We do not realise how fortunate we are in Mauritius that from the beginning we have adopted the welfare state model of health care, based on the UK one, of providing health care to all free of cost at the point of service, something we are still able to do with a total health expenditure less than 6% of GDP (2016) – compare this with nearly 18% for USA (2017) which is the highest in the world, and rising.

Following the Alma Ata Declaration of 1979, our PHC was revamped so as to further strengthen the integration of services at the primary care level, building on the trend set when the SSRN Hospital came into being. This became even more necessary and important with the rise of the Non-Communicable Diseases which was revealed by the first non-communicable disease (NCD) survey commissioned by WHO and carried out in 1987, and all subsequent surveys since, 5-yearly, have but confirmed this worrying trend.   

According to our National Health Accounts Report (2017) the country spent an estimated amount of Rs 16.5 billion on non-communicable diseases, out of which, spending on cardiovascular diseases and diabetes were Rs 3.57 billion and Rs 1.2 billion respectively. While Government remains committed to sustaining free universal coverage of quality healthcare services, provided on the basis of need, to the population, it is a matter of concern that the largest share of total spending, in the public and private sectors, is accounted for by hospital inpatient services.

In other words, despite the fact that we have a very strong PHC, the curative services predominate over the promotive and preventive services in terms of claiming our financial and other resources, whereas the reverse ought to be the case. To a large extent, as the National Health Accounts Report shows, this is because of the NCDs – and the NCDs are directly the consequence of the lifestyle of the people, that is, how they live: from the health point of view, essentially it is what and how much they eat and drink, and whether they do enough of physical activity, or ‘diet and exercise’. As such lifestyle is a ‘composite of motivations, needs and wants, and is influenced by culture, family, reference groups and social class’.  

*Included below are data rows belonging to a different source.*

//! Test fixtures and helpers.
//!
//! Pre-built rosters, unit observations and turn documents for consistent
//! testing. The two fixture parties are `alice` (id 1, moves first) and
//! `bob` (id 2).

use recon_core::registry::UnitRegistry;
use recon_core::roster::{PartyId, Roster};
use recon_core::snapshot::ActionEvent;
use recon_core::unit::UnitId;
use recon_core::wire::{Player, UnitFields};
use serde_json::{json, Value};

/// Id of the first-moving fixture party.
pub const ALICE: PartyId = PartyId(1);

/// Id of the second-moving fixture party.
pub const BOB: PartyId = PartyId(2);

/// A roster entry.
#[must_use]
pub fn player(id: PartyId, name: &str, order: u32) -> Player {
    Player {
        id,
        name: name.to_string(),
        order,
        funds: Some(1000),
        income: Some(1000),
        co_name: None,
    }
}

/// The two fixture parties.
#[must_use]
pub fn players() -> Vec<Player> {
    vec![player(ALICE, "alice", 1), player(BOB, "bob", 2)]
}

/// Roster of the two fixture parties.
///
/// # Panics
///
/// Never, the fixture always has two parties.
#[must_use]
pub fn roster() -> Roster {
    Roster::from_players(&players()).expect("fixture roster has two parties")
}

/// Empty registry for the fixture roster.
#[must_use]
pub fn registry() -> UnitRegistry {
    UnitRegistry::new(roster())
}

/// A fully visible unit at full health.
#[must_use]
pub fn unit(id: u64, owner: PartyId, type_name: &str) -> UnitFields {
    UnitFields {
        id: UnitId(id),
        owner: Some(owner),
        type_name: Some(type_name.to_string()),
        hit_points: Some(10),
        x: Some(0),
        y: Some(0),
        ..Default::default()
    }
}

/// A unit with every field except the id withheld.
#[must_use]
pub fn hidden(id: u64) -> UnitFields {
    UnitFields {
        id: UnitId(id),
        ..Default::default()
    }
}

/// A unit with a known cost.
#[must_use]
pub fn priced(id: u64, owner: PartyId, type_name: &str, cost: u32) -> UnitFields {
    UnitFields {
        cost: Some(cost),
        ..unit(id, owner, type_name)
    }
}

/// Registry for the reference scenario:
///
/// - unit 5 visible at turn 0 (pre-match)
/// - unit 10 built on turn 0
/// - unit 11 discovered on turn 1
/// - unit 12 built on turn 1
/// - unit 14 built on turn 2
///
/// Inference with `max_turn_observed = 2` should place unit 11 on turn 0.
#[must_use]
pub fn worked_example() -> UnitRegistry {
    let mut registry = registry();
    registry.merge(
        0,
        &[unit(5, ALICE, "Infantry")],
        &[ActionEvent::Build(unit(10, ALICE, "Tank"))],
    );
    registry.merge(
        1,
        &[],
        &[
            ActionEvent::Discover(vec![unit(11, ALICE, "Recon")]),
            ActionEvent::Build(unit(12, BOB, "Artillery")),
        ],
    );
    registry.merge(2, &[], &[ActionEvent::Build(unit(14, ALICE, "Mech"))]);
    registry
}

/// JSON for one unit observation, keyed the way the service sends it.
///
/// # Panics
///
/// Never, unit fields always serialize.
#[must_use]
pub fn unit_json(fields: &UnitFields) -> Value {
    serde_json::to_value(fields).expect("unit fields serialize")
}

/// A `Build` action.
#[must_use]
pub fn build_json(fields: &UnitFields) -> Value {
    json!({ "action": "Build", "newUnit": unit_json(fields) })
}

/// A `Move` action with a revealed path and total distance.
#[must_use]
pub fn move_json(fields: &UnitFields, path: &[(i32, i32)], dist: u32) -> Value {
    let global: Vec<Value> = path.iter().map(|(x, y)| json!({ "x": x, "y": y })).collect();
    json!({
        "action": "Move",
        "unit": unit_json(fields),
        "paths": { "global": global },
        "dist": dist,
    })
}

/// A `Fire` action. A `None` attacker is sent as `"?"`.
#[must_use]
pub fn fire_json(
    attacker: Option<(u64, u8)>,
    attacker_owner: PartyId,
    defender: (u64, u8),
) -> Value {
    let attacker = attacker.map_or_else(
        || json!("?"),
        |(id, hp)| json!({ "units_id": id, "units_hit_points": hp }),
    );
    json!({
        "action": "Fire",
        "attacker": attacker,
        "defender": { "units_id": defender.0, "units_hit_points": defender.1 },
        "copValues": { "attacker": { "playerId": attacker_owner.0 } },
    })
}

/// An `Unload` action.
#[must_use]
pub fn unload_json(fields: &UnitFields, transport: u64) -> Value {
    json!({ "action": "Unload", "unloadedUnit": unit_json(fields), "transportId": transport })
}

/// A `Join` action.
#[must_use]
pub fn join_json(joined: &UnitFields, absorbed: u64) -> Value {
    json!({ "action": "Join", "joinedUnit": unit_json(joined), "joinID": absorbed })
}

/// Attach a reveal payload to an action.
#[must_use]
pub fn with_discovered(mut action: Value, revealed: &[UnitFields]) -> Value {
    let units: Vec<Value> = revealed.iter().map(unit_json).collect();
    action["discovered"] = json!({ "units": units });
    action
}

/// A complete per-turn document.
#[must_use]
pub fn turn_json(players: &[Player], units: &[UnitFields], actions: Vec<Value>) -> Value {
    let players: serde_json::Map<String, Value> = players
        .iter()
        .map(|p| {
            (
                p.id.to_string(),
                json!({
                    "players_id": p.id.0,
                    "users_username": p.name,
                    "players_order": p.order,
                    "players_funds": p.funds,
                    "players_income": p.income,
                }),
            )
        })
        .collect();
    let units: serde_json::Map<String, Value> = units
        .iter()
        .map(|u| (u.id.to_string(), unit_json(u)))
        .collect();
    json!({
        "gameState": { "players": players, "units": units },
        "actions": actions,
    })
}

/// An error document, as sent past the last turn.
#[must_use]
pub fn error_json(message: &str) -> Value {
    json!({ "err": true, "message": message })
}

Transcending all these variables, the health information conveyed to the population by the Ministry of Health and Quality of Life post the 1987 NCD survey using all forms of communication, and the structures put up to deal with the NCDs have continually been updated and upgraded to face the challenge. The missing element, unfortunately, is the poor level of response of the people in looking after their own health, a fundamental principle of PHC which emphasises the participation of people as a group or individually in planning and implementing their health care as a human right and duty.

People forget the duty part and focus on the right aspect. They therefore prefer to indulge in wrong lifestyles – fast food, risky behaviours like substance abuse, lack of adequate physical activity among others – and then expect health professionals to perform miracles of cure when they fall prey to disease much of which is their own making.

Paradoxically, despite that, we have made remarkable health gains, as our health indicators (the NHA Report referenced) show, with Life Expectancy at birth of 74.7 years, Infant Mortality Rate per 1000 live births of 12.2 and Maternal Mortality Rate of 0.74 per 1000 live births – the best in Sub-Saharan Africa, as we tend to boast.

That may well be so, but we can still do better if we exercise greater individual responsibility for our health. It is not enough that the State or private providers put at our disposal facilities and services that sustain Universal Health Coverage. In our current stage of epidemiological transition (from infectious or communicable diseases to NCDs), our health  is primarily our – the individual’s – responsibility.

That must be for all of us the carry home lesson on the occasion of World Health Day.